Building materials group Boral has admitted to a A$44 million cost hike that has almost doubled the cost of upgrading its Waurn Ponds cement plant in southern Victoria.   The anticipated costs would now reach $89m, up from an anticipated A$45m, at a project to increase clinker and cement capacity at the Waurn Ponds plant to 800,000tpa, it said.  The company blamed higher steel costs, labour issues, an inaccurate original quote from the project’s head contractor, the extended scope of the project and bad weather.  
 
The managing director of Boral subsidiary Blue Circle Southern Cement, Phil Jobe, said the original budget had been "very much preliminary" and had been affected by a sharper than anticipated rise in the cost of steel and construction labour over the past two years.  "If you announce and estimate a product two or three years ago, that’s often the case," he said. "Labour and steel have gone up more than people thought."  
 
Mr Jobe said that, "fingers crossed", the upgrade would reach the "flame-on" testing stage late in July, to be followed by a commissioning period of up to several months.  He said it was possible costs would rise beyond the A$89m announced on Friday, but only by "a few million dollars.
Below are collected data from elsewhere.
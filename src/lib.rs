//! moodlog - a small personal mood-tracking backend.
//!
//! Users register with email and password, log in to receive a signed session
//! cookie, record dated mood entries with optional notes, query their history
//! by date range, and fetch a daily quote proxied from an upstream API.
//!
//! The crate is organized around repository traits so the HTTP layer and the
//! use-case actions can be exercised against mocks without a database:
//!
//! - [`actions`]: one struct per use case (signup, login, logout, record
//!   mood, mood history), generic over the repository traits.
//! - [`repository`]: models and storage traits, plus in-memory mocks.
//! - [`sqlite`]: `sqlx`-backed implementations and embedded migrations.
//! - [`session`]: server-side session records and HMAC-signed cookies.
//! - [`quote`]: the upstream quote-of-the-day proxy.
//! - [`api`]: axum handlers, routes, and request/response DTOs.

pub mod actions;
pub mod api;
pub mod config;
pub mod crypto;
pub mod quote;
pub mod repository;
pub mod secret;
pub mod session;
pub mod sqlite;
pub mod validators;

use std::fmt;

pub use config::AppConfig;
pub use repository::{
    MockMoodEntryRepository, MockUserRepository, MoodEntry, MoodEntryRepository, User,
    UserRepository,
};
pub use secret::SecretString;
use validators::ValidationError;

/// Errors produced by moodlog operations.
///
/// Every variant maps to exactly one HTTP status at the API boundary
/// (see `api::axum::AppError`); the core never deals in status codes.
#[derive(Debug, Clone, PartialEq)]
pub enum MoodlogError {
    /// A required request field was absent.
    MissingField(&'static str),
    /// A field was present but unparsable (e.g. a malformed date).
    InvalidFormat(&'static str),
    /// Input failed validation rules.
    Validation(ValidationError),
    /// A mood entry referenced a user the store does not know.
    InvalidUserReference,
    /// Registration attempted with an email that already has an account.
    UserAlreadyExists,
    /// Login failed. Deliberately covers both unknown email and wrong
    /// password so the response does not reveal which occurred.
    InvalidCredentials,
    /// The request carried no valid session cookie.
    Unauthenticated,
    /// The upstream quote API failed or returned nothing usable.
    UpstreamFailure(String),
    PasswordHashError,
    ConfigurationError(String),
    DatabaseError(String),
}

impl std::error::Error for MoodlogError {}

impl fmt::Display for MoodlogError {
    fn fmt(&self, f: &mut fmt::Formatter<'_>) -> fmt::Result {
        match self {
            MoodlogError::MissingField(field) => write!(f, "{field} is required"),
            MoodlogError::InvalidFormat(field) => write!(f, "Invalid {field} format"),
            MoodlogError::Validation(err) => write!(f, "{err}"),
            MoodlogError::InvalidUserReference => write!(f, "Invalid user reference"),
            MoodlogError::UserAlreadyExists => {
                write!(f, "User already exists with this email")
            }
            MoodlogError::InvalidCredentials => write!(f, "Invalid email or password"),
            MoodlogError::Unauthenticated => write!(f, "Not authenticated"),
            MoodlogError::UpstreamFailure(msg) => write!(f, "Upstream failure: {msg}"),
            MoodlogError::PasswordHashError => write!(f, "Failed to hash password"),
            MoodlogError::ConfigurationError(msg) => write!(f, "Configuration error: {msg}"),
            MoodlogError::DatabaseError(msg) => write!(f, "Database error: {msg}"),
        }
    }
}

impl From<ValidationError> for MoodlogError {
    fn from(err: ValidationError) -> Self {
        MoodlogError::Validation(err)
    }
}

#[cfg(test)]
mod tests {
    use super::*;

    #[test]
    fn test_error_display() {
        assert_eq!(
            MoodlogError::MissingField("email").to_string(),
            "email is required"
        );
        assert_eq!(
            MoodlogError::InvalidCredentials.to_string(),
            "Invalid email or password"
        );
        assert_eq!(
            MoodlogError::UpstreamFailure("status 503".to_owned()).to_string(),
            "Upstream failure: status 503"
        );
    }

    #[test]
    fn test_credentials_error_covers_both_cases() {
        // Unknown email and wrong password must be indistinguishable.
        let unknown_email = MoodlogError::InvalidCredentials;
        let wrong_password = MoodlogError::InvalidCredentials;
        assert_eq!(unknown_email, wrong_password);
        assert_eq!(unknown_email.to_string(), wrong_password.to_string());
    }
}
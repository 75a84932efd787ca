//! Storage models and repository traits.
//!
//! The actions and the HTTP layer only ever see these traits; the `sqlite`
//! module provides the production implementations and the `Mock*` types back
//! tests without a database.

mod mood;
mod mood_mock;
mod user;
mod user_mock;

pub use mood::{DateRange, MoodEntry, MoodEntryRepository};
pub use mood_mock::MockMoodEntryRepository;
pub use user::{User, UserRepository};
pub use user_mock::MockUserRepository;
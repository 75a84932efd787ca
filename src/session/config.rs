use chrono::Duration;

use crate::SecretString;

/// Session cookie settings.
///
/// The cookie is always `HttpOnly` and `SameSite=Strict`; only the attributes
/// moodlog actually varies are configurable. `cookie_secure` is dropped in
/// development so plain-HTTP local testing works (see
/// [`AppConfig::from_env`](crate::AppConfig::from_env)).
#[derive(Debug, Clone)]
pub struct SessionConfig {
    pub cookie_name: String,
    pub cookie_path: String,
    pub cookie_secure: bool,
    pub session_lifetime: Duration,
    pub secret_key: SecretString,
}

impl Default for SessionConfig {
    fn default() -> Self {
        Self {
            cookie_name: "moodlog_session".to_owned(),
            cookie_path: "/".to_owned(),
            cookie_secure: true,
            session_lifetime: Duration::hours(2),
            secret_key: SecretString::new(""),
        }
    }
}

impl SessionConfig {
    pub fn validate(&self) -> Result<(), &'static str> {
        if self.secret_key.is_empty() {
            return Err("secret_key must not be empty");
        }
        if self.secret_key.len() < 32 {
            return Err("secret_key should be at least 32 bytes");
        }
        if self.session_lifetime <= Duration::zero() {
            return Err("session_lifetime must be positive");
        }
        Ok(())
    }
}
He said the upgrade should be fully functional and accretive to financial-year 2006 earnings from about September.  
 
Boral also told analysts it planned $55m of investments in NSW: A$27m to be spent at its Berrima grinding mill on upgrading cement capacity by 400,000tpa and A$28m to be spent consolidating its cement-bagging facilities in Maldon.  
 
The A$100m in extra expenditure necessary to fund the costs at Waurn Ponds and the investments in Berrima and Maldon would not affect its full-year 2005 results, which it would present on August 16, nor materially affect its forecasts for 2006, a company representative said.  
 
Boral said its lime plant at Galong, where a A$50m upgrade came online in March, was "being fine-tuned" amid increased demand for lime in NSW.  
 
The company recently signed a contract to supply lime to BlueScope Steel’s Port Kembla steel plant near Wollongong from the Galong plant. It has forecast a profit for the second half similar to the A$191m recorded in the six months to December, leading to a pre-abnormal full-year profit slightly higher than the A$370m achieved in 2004.